A côté de la défense de l’environnement, grande cause à laquelle le roi Charles III s’est consacré durant les dernières décennies, alors qu’il était prince de Galles, l’architecture et l’urbanisme sont une autre de ses passions, bien connue de ses sujets. Grand admirateur de l’architecture traditionnelle européenne, et notamment celle de la Renaissance italienne, le prince de Galles a décidé de construire sur ses terres des villes nouvelles sur le modèle urbanistique des communes d’autrefois.
L’exemple le plus abouti de cette politique, parfois moquée au Royaume-Uni pour son aspect nostalgique de la vieille Angleterre, est la ville de Poundbury, dans le comté du Dorset, dans le sud-ouest de l’Angleterre. Une commune de plus de 3000 habitants, fondée en 1993, que visite le journaliste Loïc de La Mornais en 2018 pour un reportage pour France 2, diffusé le 22 février 2018.

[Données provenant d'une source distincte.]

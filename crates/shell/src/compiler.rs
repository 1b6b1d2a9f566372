// SPDX-FileCopyrightText: 2025 Caspar Water Company
//
// SPDX-License-Identifier: Apache-2.0

//! Parser and bytecode compiler.
//!
//! Statements are line oriented. A source that ends inside an open
//! `if`/`while`/`for`/`function` block fails with
//! [`ScriptError::NeedMoreInput`] so the shell can ask for more lines.

use crate::error::{Result, ScriptError};
use crate::lexer::{Lexeme, Token, tokenize};
use crate::value::{BinOp, Value};
use std::rc::Rc;

#[derive(Debug, Clone)]
pub enum OpCode {
    // Stack and variables
    Constant(Value),
    /// Push a variable; a function value found this way is invoked
    LoadVar(String),
    /// Push a variable without invoking it (`@name`)
    LoadRaw(String),
    StoreVar(String),
    Pop,
    /// Print the top of stack unless it is null, then pop it
    Echo,

    // Operators
    Binary(BinOp),
    Negate,
    Not,
    MakeList(usize),
    Index,

    // Control flow
    Jump(usize),
    JumpIfFalse(usize),
    /// Jump, leaving the value, if falsy; otherwise pop it (`and`)
    JumpIfFalseKeep(usize),
    /// Jump, leaving the value, if truthy; otherwise pop it (`or`)
    JumpIfTrueKeep(usize),
    /// Advance a `for` loop or jump to `exit` when done
    ForNext {
        list: String,
        index: String,
        var: String,
        exit: usize,
    },

    // Calls
    Call { name: String, argc: usize },
    Return,
}

/// Compiled code with the source line of every op
#[derive(Debug, Clone, Default)]
pub struct Chunk {
    pub ops: Vec<OpCode>,
    pub lines: Vec<usize>,
}

impl Chunk {
    #[must_use]
    pub fn line_at(&self, ip: usize) -> usize {
        self.lines.get(ip).copied().unwrap_or(0)
    }
}

#[derive(Debug)]
pub struct FunctionProto {
    pub name: String,
    pub params: Vec<String>,
    pub chunk: Chunk,
}

/// Whether expression statements echo their value
#[derive(Debug, Clone, Copy, PartialEq, Eq)]
pub enum Mode {
    /// A script file
    Program,
    /// A line typed at the prompt
    Immediate,
}

pub fn compile(source: &str, mode: Mode) -> Result<Rc<FunctionProto>> {
    let tokens = tokenize(source)?;
    let mut parser = Parser::new(tokens, mode);
    parser.parse_program()?;
    let chunk = std::mem::take(&mut parser.current.chunk);
    Ok(Rc::new(FunctionProto {
        name: "main".to_string(),
        params: Vec::new(),
        chunk,
    }))
}

struct LoopContext {
    continue_target: usize,
    breaks: Vec<usize>,
}

#[derive(Default)]
struct FunctionState {
    chunk: Chunk,
    loops: Vec<LoopContext>,
}

/// How a nested block ended
#[derive(Debug, Clone, Copy, PartialEq, Eq)]
enum BlockEnd {
    End,
    Else,
}

struct Parser {
    tokens: Vec<Lexeme>,
    current_token: usize,
    mode: Mode,
    current: FunctionState,
    enclosing: Vec<FunctionState>,
    hidden_vars: usize,
}
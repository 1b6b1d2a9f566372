// SPDX-FileCopyrightText: 2025 Caspar Water Company
//
// SPDX-License-Identifier: Apache-2.0

//! Text display plus the pending input a shell consumes.

use std::collections::VecDeque;

#[derive(Debug, Default)]
pub struct Console {
    output: String,
    keys: VecDeque<char>,
    lines: VecDeque<String>,
}

impl Console {
    #[must_use]
    pub fn new() -> Self {
        Self::default()
    }

    /// Append `text` and a newline
    pub fn print(&mut self, text: &str) {
        self.output.push_str(text);
        self.output.push('\n');
    }

    /// Append `text` as is
    pub fn write(&mut self, text: &str) {
        self.output.push_str(text);
    }

    /// Everything written since the last call
    pub fn take_output(&mut self) -> String {
        std::mem::take(&mut self.output)
    }

    #[must_use]
    pub fn output(&self) -> &str {
        &self.output
    }

    pub fn push_key(&mut self, key: char) {
        self.keys.push_back(key);
    }

    pub fn next_key(&mut self) -> Option<char> {
        self.keys.pop_front()
    }

    #[must_use]
    pub fn has_key(&self) -> bool {
        !self.keys.is_empty()
    }

    pub fn clear_keys(&mut self) {
        self.keys.clear();
    }

    /// Queue a committed line for a script waiting in `input`
    pub fn push_line(&mut self, line: impl Into<String>) {
        self.lines.push_back(line.into());
    }

    pub fn next_line(&mut self) -> Option<String> {
        self.lines.pop_front()
    }
}
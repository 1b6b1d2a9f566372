// SPDX-FileCopyrightText: 2025 Caspar Water Company
//
// SPDX-License-Identifier: Apache-2.0

//! Shell environment and the property writes scripts make to it.
//!
//! A write is a [`SetProperty`] command. Most keys are simply stored, a
//! few are refused, and some are handled by the shell as a
//! [`SideEffect`] instead of landing in the map.

use std::collections::BTreeMap;

/// Key holding the current directory
pub const CURDIR: &str = "curdir";

/// Key that toggles interactive break
pub const ALLOW_BREAK: &str = "allowBreak";

#[derive(Debug, Clone, PartialEq, Eq)]
pub struct SetProperty {
    pub key: String,
    pub value: String,
}

impl SetProperty {
    pub fn new(key: impl Into<String>, value: impl Into<String>) -> Self {
        Self {
            key: key.into(),
            value: value.into(),
        }
    }
}

#[derive(Debug, Clone, PartialEq, Eq)]
pub enum SideEffect {
    /// Value is the requested directory, not yet resolved
    ChangeDirectory(String),
    AllowBreak(bool),
}

#[derive(Debug, Clone, PartialEq, Eq)]
pub enum PropertyOutcome {
    Accepted,
    /// Reason in the script error convention
    Rejected(String),
    Handled(SideEffect),
}

#[derive(Debug, Clone, Default, PartialEq, Eq)]
pub struct Environment {
    vars: BTreeMap<String, String>,
}

impl Environment {
    #[must_use]
    pub fn new() -> Self {
        Self::default()
    }

    #[must_use]
    pub fn get(&self, key: &str) -> Option<&str> {
        self.vars.get(key).map(String::as_str)
    }

    /// Store without dispatch; for values the shell itself owns
    pub fn insert(&mut self, key: impl Into<String>, value: impl Into<String>) {
        _ = self.vars.insert(key.into(), value.into());
    }

    #[must_use]
    pub fn keys(&self) -> Vec<&str> {
        self.vars.keys().map(String::as_str).collect()
    }

    /// Decide what a script-level write means
    pub fn apply(&mut self, command: SetProperty) -> PropertyOutcome {
        let SetProperty { key, value } = command;
        match key.as_str() {
            "" => PropertyOutcome::Rejected("Error: empty property name".to_string()),
            k if k.starts_with('_') => PropertyOutcome::Rejected(format!("Error: {k} is read-only")),
            CURDIR => PropertyOutcome::Handled(SideEffect::ChangeDirectory(value)),
            ALLOW_BREAK => match value.as_str() {
                "1" | "true" => PropertyOutcome::Handled(SideEffect::AllowBreak(true)),
                "0" | "false" => PropertyOutcome::Handled(SideEffect::AllowBreak(false)),
                other => PropertyOutcome::Rejected(format!(
                    "Error: allowBreak expects true or false, got {other}"
                )),
            },
            _ => {
                _ = self.vars.insert(key.clone(), value);
                PropertyOutcome::Accepted
            }
        }
    }
}

#[cfg(test)]
mod tests {
    use super::*;

    #[test]
    fn test_plain_keys_are_stored() {
        let mut env = Environment::new();
        assert_eq!(env.apply(SetProperty::new("color", "green")), PropertyOutcome::Accepted);
        assert_eq!(env.get("color"), Some("green"));
    }

    #[test]
    fn test_special_keys() {
        let mut env = Environment::new();
        assert_eq!(
            env.apply(SetProperty::new(CURDIR, "../net")),
            PropertyOutcome::Handled(SideEffect::ChangeDirectory("../net".into()))
        );
        assert_eq!(
            env.apply(SetProperty::new(ALLOW_BREAK, "0")),
            PropertyOutcome::Handled(SideEffect::AllowBreak(false))
        );
        assert!(matches!(
            env.apply(SetProperty::new(ALLOW_BREAK, "maybe")),
            PropertyOutcome::Rejected(_)
        ));
        assert!(env.get(CURDIR).is_none());
    }

    #[test]
    fn test_hidden_keys_rejected() {
        let mut env = Environment::new();
        assert!(matches!(env.apply(SetProperty::new("_secret", "x")), PropertyOutcome::Rejected(_)));
        assert!(matches!(env.apply(SetProperty::new("", "x")), PropertyOutcome::Rejected(_)));
        assert!(env.keys().is_empty());
    }
}
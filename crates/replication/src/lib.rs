// SPDX-FileCopyrightText: 2025 Caspar Water Company
//
// SPDX-License-Identifier: Apache-2.0

//! Replication of memory-backed disks between a host and its peers.
//!
//! A peer's fresh memory disk asks the host for a full tree, then every
//! local mutation travels as an incremental update: private disks to the
//! host only, shared disks to everyone.

pub mod error;
pub mod host;
pub mod message;
pub mod network;
pub mod outbox;
pub mod peer;

pub use error::{ReplicationError, Result};
pub use host::HostReplicator;
pub use message::{Envelope, HOST_ID, Message, PeerId, Recipient, UpdateOp};
pub use network::{Inbox, LocalNetwork};
pub use outbox::Outbox;
pub use peer::PeerReplicator;
// SPDX-FileCopyrightText: 2025 Caspar Water Company
//
// SPDX-License-Identifier: Apache-2.0

//! Drive a [`Shell`] from the terminal.
//!
//! The shell is single threaded and never blocks, so everything runs on a
//! current-thread runtime: a ticker calls `update`, a reader task forwards
//! stdin lines over a channel, and Ctrl-C becomes a break request.

use anyhow::{Result, anyhow};
use diagnostics::{log_debug, log_info};
use shell::{Shell, ShellState};
use std::io::Write;
use std::time::Duration;
use tokio::io::{AsyncBufReadExt, BufReader};
use tokio::sync::mpsc::{self, UnboundedSender};
use tokio::time::MissedTickBehavior;

use crate::common::{LOCAL_IDENTITY, Workspace};

/// Host frame interval
pub const TICK: Duration = Duration::from_millis(16);

/// Upper bound on ticks a batch line may take
pub const MAX_BATCH_TICKS: usize = 10_000;

fn flush_output(shell: &mut Shell, out: &mut impl Write) -> Result<()> {
    let text = shell.take_output();
    if !text.is_empty() {
        out.write_all(text.as_bytes())?;
        out.flush()?;
    }
    Ok(())
}

/// Submit each line and tick until the shell is no longer running.
///
/// Scripts that wait on keys or time never finish here, so a line that is
/// still running after [`MAX_BATCH_TICKS`] is an error.
pub fn run_lines<I>(shell: &mut Shell, lines: I, out: &mut impl Write) -> Result<()>
where
    I: IntoIterator,
    I::Item: AsRef<str>,
{
    for line in lines {
        let line = line.as_ref();
        shell.submit_line(line);
        let mut ticks = 0;
        while shell.state() == ShellState::Running {
            if ticks == MAX_BATCH_TICKS {
                return Err(anyhow!("still running after {MAX_BATCH_TICKS} ticks: {line}"));
            }
            shell.update();
            ticks += 1;
        }
        flush_output(shell, out)?;
    }
    Ok(())
}

async fn read_stdin(tx: UnboundedSender<String>) {
    let mut lines = BufReader::new(tokio::io::stdin()).lines();
    while let Ok(Some(line)) = lines.next_line().await {
        if tx.send(line).is_err() {
            break;
        }
    }
}

/// Run one program in real time, returning once it finishes
pub async fn run_script(shell: &mut Shell, path: &str, out: &mut impl Write) -> Result<()> {
    shell.request_run(path);
    let mut ticker = tokio::time::interval(TICK);
    ticker.set_missed_tick_behavior(MissedTickBehavior::Skip);
    while shell.state() == ShellState::Running {
        tokio::select! {
            _ = ticker.tick() => shell.update(),
            result = tokio::signal::ctrl_c() => {
                result?;
                _ = shell.request_break();
                shell.update();
            }
        }
        flush_output(shell, out)?;
    }
    Ok(())
}

/// Interactive session until stdin closes and the shell is idle
pub async fn interactive(shell: &mut Shell, out: &mut impl Write) -> Result<()> {
    let (tx, mut lines) = mpsc::unbounded_channel();
    let reader = tokio::spawn(read_stdin(tx));

    let mut ticker = tokio::time::interval(TICK);
    ticker.set_missed_tick_behavior(MissedTickBehavior::Skip);
    let mut stdin_open = true;

    loop {
        tokio::select! {
            _ = ticker.tick() => {
                shell.update();
                if !stdin_open && shell.state() != ShellState::Running {
                    break;
                }
            }
            line = lines.recv(), if stdin_open => match line {
                Some(line) => shell.submit_line(&line),
                None => {
                    log_debug!("stdin closed");
                    stdin_open = false;
                }
            },
            result = tokio::signal::ctrl_c() => {
                result?;
                if !shell.request_break() {
                    log_info!("break ignored: disabled or nothing running");
                }
            }
        }
        flush_output(shell, out)?;
    }

    reader.abort();
    writeln!(out)?;
    Ok(())
}

pub async fn shell_command(workspace: &Workspace, commands: &[String], script: Option<&str>) -> Result<()> {
    let registry = workspace.registry()?;
    let mut shell = Shell::new(workspace.config.shell.clone(), registry);
    log_info!("booting shell for participant {identity}", identity: LOCAL_IDENTITY);
    shell.boot();

    let mut stdout = std::io::stdout();
    if !commands.is_empty() {
        // let the user startup finish first
        let mut ticks = 0;
        while shell.state() == ShellState::Running && ticks < MAX_BATCH_TICKS {
            shell.update();
            ticks += 1;
        }
        if shell.state() == ShellState::Running {
            return Err(anyhow!("user startup still running after {MAX_BATCH_TICKS} ticks"));
        }
        flush_output(&mut shell, &mut stdout)?;
        return run_lines(&mut shell, commands, &mut stdout);
    }
    if let Some(path) = script {
        return run_script(&mut shell, path, &mut stdout).await;
    }
    interactive(&mut shell, &mut stdout).await
}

« Je connais tous mes voisins »
Le sujet, placé en tête d’article, permet au téléspectateur de parcourir les rues et places de ce grand village où les bâtiments ne ressemblent en effet pas aux villes modernes qui se construisent généralement en Angleterre et sur le continent : « Comme dans les plus beaux quartiers anciens de Londres, explique Loïc de La Mornais, les colonnes et les coupoles dorées néoclassiques s’élancent vers le ciel. Les façades des bâtiments sont fidèles à l’architecture victorienne, celle du XIXe siècle, pourtant l’année de construction gravée en chiffres romains indique 2015 (MMXV). Voici Poundbury, une ville qui a toutes les apparences d’une cité historique, mais qui vient à peine de sortir de terre, en plein milieu de la campagne anglaise. »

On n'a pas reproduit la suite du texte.